Second, we must recognise that there are alternatives. Public transport and cycling can offer great mobility at a much lower spatial cost than cars. If we want to increase mobility in a growing city, we need to make much greater use of these transport modes.
It can be challenging to make the transition, as developing these networks means thinking about infrastructure and transport services differently. It means paying much more attention to how humans may behave out there on the street – i.e. what will make them feel safe in a cycle lane, or what will make it possible for them to transfer painlessly between buses. But it’s fundamentally possible.
Third, one key consideration when building these modes is that they should be built in advance of growth, so that they can lead and shape development rather than trying to catch up with it. At present, we very much take a “roads first” philosophy to greenfield areas – i.e. building lots of lanes on day one, and coming back years later to retrofit public transport to address the resulting congestion.

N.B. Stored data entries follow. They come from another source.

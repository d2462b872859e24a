use crate::errors::ToolError;
use crate::services::iot_client::IotClient;
use crate::services::logger::Logger;
use crate::services::tool_executor::ToolHandler;
use serde_json::{json, Value};
use std::sync::Arc;

pub const HEALTH_TOOLS: &[&str] = &["health_check"];

pub const HEALTHY: &str = "IoT MCP Server is healthy and ready to serve requests";

/// Reports whether a credential can be obtained. Authentication trouble is
/// part of the report, not a tool failure.
#[derive(Clone)]
pub struct HealthManager {
    logger: Logger,
    client: Arc<IotClient>,
}

impl HealthManager {
    pub fn new(logger: Logger, client: Arc<IotClient>) -> Self {
        Self {
            logger: logger.child("health"),
            client,
        }
    }

    async fn health_check(&self) -> String {
        match self.client.credentials().get_token().await {
            Ok(_) => HEALTHY.to_string(),
            Err(err) => {
                self.logger.warn(
                    "health check could not obtain a credential",
                    Some(&json!({ "kind": err.kind, "error": err.message })),
                );
                format!("IoT MCP Server has authentication issues: {}", err.display_text())
            }
        }
    }
}

#[async_trait::async_trait]
impl ToolHandler for HealthManager {
    async fn handle(&self, tool: &str, _args: Value) -> Result<String, ToolError> {
        match tool {
            "health_check" => Ok(self.health_check().await),
            _ => Err(crate::utils::tool_errors::unhandled_tool_error(
                "health",
                tool,
                HEALTH_TOOLS,
            )),
        }
    }
}
use serde_json::Value;

#[derive(Debug, Clone, Copy, PartialEq, Eq, PartialOrd, Ord)]
pub enum LogLevel {
    Error,
    Warn,
    Info,
    Debug,
}

impl LogLevel {
    pub fn parse(raw: &str) -> Option<Self> {
        match raw.trim().to_lowercase().as_str() {
            "error" => Some(LogLevel::Error),
            "warn" | "warning" => Some(LogLevel::Warn),
            "info" => Some(LogLevel::Info),
            "debug" | "trace" => Some(LogLevel::Debug),
            _ => None,
        }
    }

    fn from_env() -> Self {
        ["IOT_LOG_LEVEL", "LOG_LEVEL"]
            .iter()
            .filter_map(|key| std::env::var(key).ok())
            .find_map(|raw| LogLevel::parse(&raw))
            .unwrap_or(LogLevel::Info)
    }

    fn label(self) -> &'static str {
        match self {
            LogLevel::Error => "ERROR",
            LogLevel::Warn => "WARN",
            LogLevel::Info => "INFO",
            LogLevel::Debug => "DEBUG",
        }
    }
}

/// Leveled logger writing to stderr; stdout belongs to the MCP channel.
#[derive(Debug, Clone)]
pub struct Logger {
    context: String,
    level: LogLevel,
}

impl Logger {
    pub fn new(context: &str) -> Self {
        Self {
            context: context.to_string(),
            level: LogLevel::from_env(),
        }
    }

    pub fn with_level(context: &str, level: LogLevel) -> Self {
        Self {
            context: context.to_string(),
            level,
        }
    }

    pub fn child(&self, suffix: &str) -> Self {
        let context = if suffix.is_empty() {
            self.context.clone()
        } else {
            format!("{}:{}", self.context, suffix)
        };
        Self {
            context,
            level: self.level,
        }
    }

    pub fn context(&self) -> &str {
        &self.context
    }

    pub fn enabled(&self, level: LogLevel) -> bool {
        level <= self.level
    }

    fn log(&self, level: LogLevel, message: &str, meta: Option<&Value>) {
        if !self.enabled(level) {
            return;
        }
        let meta_suffix = meta
            .filter(|m| !m.is_null())
            .map(|m| format!(" {}", m))
            .unwrap_or_default();
        eprintln!(
            "[{}] {} [{}] {}{}",
            chrono::Utc::now().to_rfc3339(),
            level.label(),
            self.context,
            message,
            meta_suffix
        );
    }

    pub fn error(&self, message: &str, meta: Option<&Value>) {
        self.log(LogLevel::Error, message, meta);
    }

    pub fn warn(&self, message: &str, meta: Option<&Value>) {
        self.log(LogLevel::Warn, message, meta);
    }

    pub fn info(&self, message: &str, meta: Option<&Value>) {
        self.log(LogLevel::Info, message, meta);
    }

    pub fn debug(&self, message: &str, meta: Option<&Value>) {
        self.log(LogLevel::Debug, message, meta);
    }
}
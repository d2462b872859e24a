pub mod auth;
pub mod envelope;
pub mod history;
pub mod thing_model;

use crate::utils::time_format::value_as_millis;
use serde_json::Value;

/// Opaque upstream object (product, device, location, resource).
pub type Record = serde_json::Map<String, Value>;

/// Millisecond timestamp from a number or numeric string; zero and
/// non-numeric values count as absent.
pub fn millis_of(value: Option<&Value>) -> Option<i64> {
    value_as_millis(value?).filter(|millis| *millis != 0)
}
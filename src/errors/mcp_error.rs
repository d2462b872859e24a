use serde::Serialize;
use std::fmt;

/// JSON-RPC error codes used on the MCP channel.
#[derive(Debug, Clone, Copy, PartialEq, Eq, Serialize)]
#[repr(i32)]
pub enum ErrorCode {
    ParseError = -32700,
    InvalidRequest = -32600,
    MethodNotFound = -32601,
    InvalidParams = -32602,
    InternalError = -32603,
}

impl ErrorCode {
    pub fn as_i32(self) -> i32 {
        self as i32
    }
}

#[derive(Debug, Clone, Serialize)]
pub struct McpError {
    pub code: ErrorCode,
    pub message: String,
}

impl McpError {
    pub fn new(code: ErrorCode, message: impl Into<String>) -> Self {
        Self {
            code,
            message: message.into(),
        }
    }

    pub fn invalid_params(message: impl Into<String>) -> Self {
        Self::new(ErrorCode::InvalidParams, message)
    }
}

impl fmt::Display for McpError {
    fn fmt(&self, f: &mut fmt::Formatter<'_>) -> fmt::Result {
        write!(f, "{} ({})", self.message, self.code.as_i32())
    }
}

impl std::error::Error for McpError {}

The perverse consequence is that this locks in a largely car-dependent urban form on the edge of the city, exacerbating the self-limiting features of our current growth model. Unwinding that is costly and difficult. A “rapid transit first” approach would save us a lot of that trouble.
Fortunately, as Matt highlighted in a recent post on Auckland Transport’s consultation on transport for future urban growth, that’s a realistic option. We’ve got the ability to develop rail stations in Drury and extend busways to Silverdale and Northwest Auckland.
But change doesn’t happen of its own volition: policymakers have to choose to change. So here’s a simple message: If you start a sentence by saying “we need more land for housing…” the next words out of your mouth should be “… and therefore here are some rapid transit investments we should make to support it.”